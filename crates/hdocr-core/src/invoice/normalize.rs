//! Record normalization: raw table cells to canonical product records.

use crate::models::record::{Field, ProductRecord, TableRow};

use super::rules::{MARKUP, canonical_amount, collapse_whitespace, fold_width};

/// Turns [`TableRow`]s into [`ProductRecord`]s.
///
/// Names keep their diacritics and only lose table/markdown debris; the
/// numeric fields go through [`canonical_amount`]. Rows that end up with
/// all four fields empty are dropped.
#[derive(Debug, Clone, Default)]
pub struct RecordNormalizer;

impl RecordNormalizer {
    pub fn new() -> Self {
        Self
    }

    /// Normalize one row; `None` when nothing is left of it.
    pub fn normalize(&self, row: &TableRow) -> Option<ProductRecord> {
        let record = ProductRecord {
            name: normalize_name(row.get(Field::Name)),
            quantity: canonical_amount(row.get(Field::Quantity)),
            unit_price: canonical_amount(row.get(Field::UnitPrice)),
            total: canonical_amount(row.get(Field::Total)),
        };

        let blank = Field::ALL.iter().all(|f| record.get(*f).is_empty());
        (!blank).then_some(record)
    }

    /// Normalize rows in order, dropping the empty ones.
    pub fn normalize_all(&self, rows: &[TableRow]) -> Vec<ProductRecord> {
        rows.iter().filter_map(|row| self.normalize(row)).collect()
    }
}

/// Normalize rows with the default normalizer.
pub fn normalize_rows(rows: &[TableRow]) -> Vec<ProductRecord> {
    RecordNormalizer::new().normalize_all(rows)
}

/// Strip delimiter leftovers and markdown marks, collapse whitespace.
pub fn normalize_name(raw: &str) -> String {
    let folded = fold_width(raw);
    collapse_whitespace(&MARKUP.replace_all(&folded, " "))
}

#[cfg(test)]
mod tests {
    use super::*;
    use pretty_assertions::assert_eq;

    fn row(name: &str, quantity: &str, unit_price: &str, total: &str) -> TableRow {
        TableRow {
            name: name.to_string(),
            quantity: quantity.to_string(),
            unit_price: unit_price.to_string(),
            total: total.to_string(),
        }
    }

    #[test]
    fn test_normalize_row() {
        let record = RecordNormalizer::new()
            .normalize(&row("  **Nước   mắm** | ", " 3 chai ", "42.000 đ", "126,000 VND"))
            .unwrap();

        assert_eq!(
            record,
            ProductRecord {
                name: "Nước mắm".into(),
                quantity: "3".into(),
                unit_price: "42000".into(),
                total: "126000".into(),
            }
        );
    }

    #[test]
    fn test_diacritics_preserved() {
        assert_eq!(normalize_name("Bánh mì thịt nướng"), "Bánh mì thịt nướng");
        assert_eq!(normalize_name("`Phở bò`"), "Phở bò");
    }

    #[test]
    fn test_blank_rows_dropped() {
        let rows = vec![
            row("", "", "", ""),
            row(" | ", "-", "đ", "**"),
            row("", "", "", "15.000"),
        ];

        let records = normalize_rows(&rows);
        assert_eq!(records.len(), 1);
        assert_eq!(records[0].total, "15000");
        assert_eq!(records[0].name, "");
    }

    #[test]
    fn test_never_contains_delimiter() {
        let record = RecordNormalizer::new()
            .normalize(&row("A | B ¦ C", "1|2", "|", "3"))
            .unwrap();
        for field in Field::ALL {
            assert!(!record.get(field).contains('|'));
        }
        assert_eq!(record.name, "A B C");
    }

    #[test]
    fn test_idempotent() {
        let normalizer = RecordNormalizer::new();
        let rows = vec![
            row("Coca Cola", "2", "10000", "20000"),
            row(" ｜Trà   sữa｜", "1,5", "1.234,50 đ", "2.000.000"),
            row("Đường", "007", "0.500", "-5.000"),
        ];

        for raw in rows {
            let once = normalizer.normalize(&raw).unwrap();
            let twice = normalizer.normalize(&TableRow::from(once.clone())).unwrap();
            assert_eq!(twice, once);
        }
    }
}
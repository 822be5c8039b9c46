//! Rendering results for the terminal and for files.

use std::path::Path;

use serde_json::{Map, Value, json};

use hdocr_core::{BatchReport, Field, ItemResult, ProductRecord};

#[derive(Clone, Copy, Debug, clap::ValueEnum)]
pub enum OutputFormat {
    /// JSON output
    Json,
    /// CSV output, one line per product
    Csv,
    /// Plain text listing
    Text,
}

/// Which names the product fields get in the output.
#[derive(Clone, Copy, Debug, Default, clap::ValueEnum)]
pub enum FieldNaming {
    /// name, quantity, unit_price, total
    #[default]
    English,
    /// ten_hang, so_luong, don_gia, thanh_tien
    Vietnamese,
}

/// Output names for every field: (field, english, vietnamese).
pub const FIELD_NAMES: [(Field, &str, &str); 4] = [
    (Field::Name, "name", "ten_hang"),
    (Field::Quantity, "quantity", "so_luong"),
    (Field::UnitPrice, "unit_price", "don_gia"),
    (Field::Total, "total", "thanh_tien"),
];

impl FieldNaming {
    pub fn key(self, field: Field) -> &'static str {
        let (_, english, vietnamese) = FIELD_NAMES[field.index()];
        match self {
            FieldNaming::English => english,
            FieldNaming::Vietnamese => vietnamese,
        }
    }
}

pub fn product_json(product: &ProductRecord, naming: FieldNaming) -> Value {
    let map: Map<String, Value> = Field::ALL
        .iter()
        .map(|f| (naming.key(*f).to_string(), Value::from(product.get(*f))))
        .collect();
    Value::Object(map)
}

pub fn item_json(result: &ItemResult, naming: FieldNaming, include_raw: bool) -> Value {
    match result {
        ItemResult::Success {
            filename,
            raw_text,
            products,
        } => {
            let mut value = json!({
                "success": true,
                "filename": filename,
                "products": products.iter().map(|p| product_json(p, naming)).collect::<Vec<_>>(),
            });
            if include_raw {
                value["raw_text"] = Value::from(raw_text.as_str());
            }
            value
        }
        ItemResult::Failure {
            filename,
            error_kind,
            message,
        } => json!({
            "success": false,
            "filename": filename,
            "error_kind": error_kind.to_string(),
            "error": message,
        }),
    }
}

pub fn report_json(report: &BatchReport, naming: FieldNaming) -> Value {
    let mut value = json!({
        "summary": {
            "total": report.total,
            "successful": report.successful,
            "failed": report.failed,
            "processed_at": chrono::Local::now().to_rfc3339(),
        },
        "results": report
            .results
            .iter()
            .map(|r| item_json(r, naming, false))
            .collect::<Vec<_>>(),
    });
    if let Some(reason) = &report.source_error {
        value["source_error"] = Value::from(reason.as_str());
    }
    value
}

/// One CSV line per product, prefixed with the image file name.
pub fn products_csv<'a>(
    results: impl IntoIterator<Item = &'a ItemResult>,
    naming: FieldNaming,
) -> anyhow::Result<String> {
    let mut wtr = csv::Writer::from_writer(vec![]);

    let mut header = vec!["filename"];
    header.extend(Field::ALL.iter().map(|f| naming.key(*f)));
    wtr.write_record(&header)?;

    for result in results {
        for product in result.products() {
            let mut record = vec![result.filename()];
            record.extend(Field::ALL.iter().map(|f| product.get(*f)));
            wtr.write_record(&record)?;
        }
    }

    let data = String::from_utf8(wtr.into_inner()?)?;
    Ok(data)
}

pub fn item_text(result: &ItemResult, naming: FieldNaming) -> String {
    let mut output = String::new();

    match result.error() {
        Some((kind, message)) => {
            output.push_str(&format!("{}: FAILED ({})\n", result.filename(), kind));
            output.push_str(&format!("  {}\n", message));
        }
        None => {
            let products = result.products();
            output.push_str(&format!("{}: {} products\n", result.filename(), products.len()));
            for (i, product) in products.iter().enumerate() {
                let fields: Vec<String> = Field::ALL
                    .iter()
                    .filter(|f| **f != Field::Name)
                    .map(|f| format!("{}={}", naming.key(*f), product.get(*f)))
                    .collect();
                output.push_str(&format!("  {}. {}  {}\n", i + 1, product.name, fields.join(" ")));
            }
        }
    }

    output
}

pub fn report_text(report: &BatchReport, naming: FieldNaming) -> String {
    let mut output = String::new();

    for result in &report.results {
        output.push_str(&item_text(result, naming));
    }
    if !report.results.is_empty() {
        output.push('\n');
    }

    output.push_str(&format!(
        "Total: {}  Successful: {}  Failed: {}  Products: {}\n",
        report.total,
        report.successful,
        report.failed,
        report.product_count()
    ));
    if let Some(reason) = &report.source_error {
        output.push_str(&format!("Source unavailable: {}\n", reason));
    }

    output
}

pub fn render_item(
    result: &ItemResult,
    format: OutputFormat,
    naming: FieldNaming,
    include_raw: bool,
) -> anyhow::Result<String> {
    match format {
        OutputFormat::Json => Ok(serde_json::to_string_pretty(&item_json(result, naming, include_raw))?),
        OutputFormat::Csv => products_csv([result], naming),
        OutputFormat::Text => {
            let mut text = item_text(result, naming);
            if include_raw {
                if let Some(raw) = result.raw_text() {
                    text.push_str("\nRaw text:\n");
                    text.push_str(raw);
                    text.push('\n');
                }
            }
            Ok(text)
        }
    }
}

pub fn render_report(
    report: &BatchReport,
    format: OutputFormat,
    naming: FieldNaming,
) -> anyhow::Result<String> {
    match format {
        OutputFormat::Json => Ok(serde_json::to_string_pretty(&report_json(report, naming))?),
        OutputFormat::Csv => products_csv(&report.results, naming),
        OutputFormat::Text => Ok(report_text(report, naming)),
    }
}

/// Per-image summary: filename, status, product count, error.
pub fn write_summary(path: &Path, report: &BatchReport) -> anyhow::Result<()> {
    let mut wtr = csv::Writer::from_path(path)?;

    wtr.write_record(["filename", "status", "products", "error"])?;

    for result in &report.results {
        let (status, error) = match result.error() {
            Some((kind, message)) => ("error", format!("{}: {}", kind, message)),
            None => ("success", String::new()),
        };
        let count = result.products().len().to_string();
        wtr.write_record([result.filename(), status, count.as_str(), error.as_str()])?;
    }

    wtr.flush()?;
    Ok(())
}
//! Process command - extract line items from a single invoice image.

use std::io::Read;
use std::path::{Path, PathBuf};
use std::time::{Duration, Instant};

use clap::Args;
use console::style;
use indicatif::{ProgressBar, ProgressStyle};
use tracing::{debug, info};

use hdocr_core::{ImageItem, ImageProcessor, ItemResult, create_backend};

use crate::output::{FieldNaming, OutputFormat, render_item};

use super::{load_config, write_output};

/// Arguments for the process command.
#[derive(Args)]
pub struct ProcessArgs {
    /// Input image, or "-" to read image bytes from stdin
    #[arg(required = true)]
    input: String,

    /// Output file (default: stdout)
    #[arg(short, long)]
    output: Option<PathBuf>,

    /// Output format
    #[arg(short, long, value_enum, default_value = "json")]
    format: OutputFormat,

    /// Field names used in the output
    #[arg(long, value_enum, default_value = "english")]
    fields: FieldNaming,

    /// Include the raw model text in the output
    #[arg(long)]
    raw: bool,

    /// Filename reported for stdin input
    #[arg(long)]
    name: Option<String>,
}

pub async fn run(args: ProcessArgs, config_path: Option<&str>) -> anyhow::Result<()> {
    let start = Instant::now();
    let config = load_config(config_path)?;

    let item = read_item(&args)?;
    info!("Processing image: {}", item.filename);

    let pb = ProgressBar::new_spinner();
    pb.set_style(ProgressStyle::default_spinner().template("{spinner:.green} [{elapsed_precise}] {msg}")?);
    pb.set_message(format!("Reading {}...", item.filename));
    pb.enable_steady_tick(Duration::from_millis(120));

    // The blocking HTTP client has to live off the async runtime.
    let result = tokio::task::spawn_blocking(move || -> anyhow::Result<ItemResult> {
        let backend = create_backend(&config.inference)?;
        let processor = ImageProcessor::with_config(backend, &config);
        Ok(processor.process(&item))
    })
    .await??;

    pb.finish_and_clear();

    let output = render_item(&result, args.format, args.fields, args.raw)?;
    write_output(&output, args.output.as_deref())?;

    debug!("Total processing time: {:?}", start.elapsed());

    match result.error() {
        Some((kind, message)) => {
            eprintln!("{} {}: {}", style("✗").red(), kind, message);
            anyhow::bail!("Processing {} failed", result.filename())
        }
        None => {
            eprintln!(
                "{} {} products extracted from {}",
                style("✓").green(),
                result.products().len(),
                result.filename()
            );
            Ok(())
        }
    }
}

fn read_item(args: &ProcessArgs) -> anyhow::Result<ImageItem> {
    if args.input == "-" {
        let mut bytes = Vec::new();
        std::io::stdin().read_to_end(&mut bytes)?;
        let name = args.name.clone().unwrap_or_else(|| "stdin".to_string());
        return Ok(ImageItem::from_bytes(name, bytes));
    }

    let path = Path::new(&args.input);
    if !path.exists() {
        anyhow::bail!("Input file not found: {}", path.display());
    }

    let mut item = ImageItem::from_path(path);
    if let Some(name) = &args.name {
        item.filename = name.clone();
    }
    Ok(item)
}
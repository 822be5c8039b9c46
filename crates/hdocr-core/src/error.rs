//! Error types for the hdocr-core library.

use std::path::PathBuf;

use thiserror::Error;

/// Main error type for the hdocr library.
#[derive(Error, Debug)]
pub enum HdocrError {
    /// Inference error from the model layer.
    #[error("inference error: {0}")]
    Inference(#[from] hdocr_inference::InferenceError),

    /// Configuration error.
    #[error("configuration error: {0}")]
    Config(String),
}

/// Errors raised while enumerating an image source.
#[derive(Error, Debug)]
pub enum SourceError {
    /// The folder does not exist.
    #[error("folder does not exist: {0}")]
    NotFound(PathBuf),

    /// The path exists but is not a folder.
    #[error("path is not a directory: {0}")]
    NotADirectory(PathBuf),

    /// The folder could not be listed.
    #[error("cannot read {path}: {reason}")]
    Unreadable { path: PathBuf, reason: String },
}

/// Errors raised while staging image bytes to a temporary file.
#[derive(Error, Debug)]
pub enum StagingError {
    /// The temporary file could not be created.
    #[error("failed to create temporary file: {0}")]
    Create(String),

    /// The image bytes could not be written.
    #[error("failed to write image bytes: {0}")]
    Write(String),

    /// Nothing to stage.
    #[error("image data is empty")]
    Empty,
}

/// Result type for the hdocr library.
pub type Result<T> = std::result::Result<T, HdocrError>;
//! Error types for the inference layer.

use thiserror::Error;

/// Errors that can occur while asking the model to read an image.
#[derive(Error, Debug)]
pub enum InferenceError {
    /// The image could not be opened or decoded.
    #[error("invalid image: {0}")]
    InvalidImage(String),

    /// The backend could not be configured.
    #[error("invalid backend configuration: {0}")]
    Config(String),

    /// The request never produced an HTTP response (connect, timeout, TLS).
    #[error("transport error: {0}")]
    Transport(String),

    /// The endpoint answered with a non-success status.
    #[error("model endpoint returned {status}: {body}")]
    Http { status: u16, body: String },

    /// The response body was not the expected shape.
    #[error("malformed model response: {0}")]
    Response(String),

    /// The model answered with no text.
    #[error("model returned an empty response")]
    EmptyResponse,

    /// I/O error when reading the image file.
    #[error("I/O error: {0}")]
    Io(#[from] std::io::Error),
}
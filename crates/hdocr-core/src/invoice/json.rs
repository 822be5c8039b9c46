//! Fallback for responses where the model answered with JSON instead of a table.

use serde_json::{Map, Value};
use tracing::debug;

use crate::models::record::TableRow;

use super::rules::{JSON_BLOCK, match_label};
use super::RowExtractor;

/// Recovers rows from the outermost JSON array or object in a response.
///
/// Keys are matched like header labels, so `ten_hang`, `Tên hàng` and
/// `name` all land in the name field. An object wrapping an array of
/// objects (`{"products": [...]}`) is unwrapped.
#[derive(Debug, Clone, Default)]
pub struct JsonRowExtractor;

impl JsonRowExtractor {
    pub fn new() -> Self {
        Self
    }

    pub fn extract(&self, text: &str) -> Vec<TableRow> {
        let Some(block) = JSON_BLOCK.find(text) else {
            return Vec::new();
        };

        let value: Value = match serde_json::from_str(block.as_str()) {
            Ok(value) => value,
            Err(e) => {
                debug!("Ignoring unparsable JSON block: {}", e);
                return Vec::new();
            }
        };

        let rows: Vec<TableRow> = match &value {
            Value::Array(items) => items.iter().filter_map(row_from_value).collect(),
            Value::Object(map) => match nested_items(map) {
                Some(items) => items.iter().filter_map(row_from_value).collect(),
                None => row_from_object(map).into_iter().collect(),
            },
            _ => Vec::new(),
        };

        debug!("Recovered {} rows from JSON", rows.len());
        rows
    }
}

impl RowExtractor for JsonRowExtractor {
    fn extract_rows(&self, text: &str) -> Vec<TableRow> {
        self.extract(text)
    }

    fn name(&self) -> &'static str {
        "json"
    }
}

fn nested_items(map: &Map<String, Value>) -> Option<&Vec<Value>> {
    map.values().find_map(|v| match v {
        Value::Array(items) if items.iter().any(Value::is_object) => Some(items),
        _ => None,
    })
}

fn row_from_value(value: &Value) -> Option<TableRow> {
    value.as_object().and_then(row_from_object)
}

fn row_from_object(map: &Map<String, Value>) -> Option<TableRow> {
    let mut row = TableRow::default();
    let mut mapped = false;

    for (key, value) in map {
        let Some(field) = match_label(&key.replace('_', " ")).map(|label| label.field) else {
            continue;
        };
        if !row.get(field).is_empty() {
            continue;
        }
        row.set(field, scalar_text(value));
        mapped = true;
    }

    mapped.then_some(row)
}

fn scalar_text(value: &Value) -> String {
    match value {
        Value::String(s) => s.clone(),
        Value::Null => String::new(),
        other => other.to_string(),
    }
}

**PROBLEM DETAILS:**
Calculate how many lines of the material include the string "library", and state that number by itself.

**RESPONSE BELOW:**
3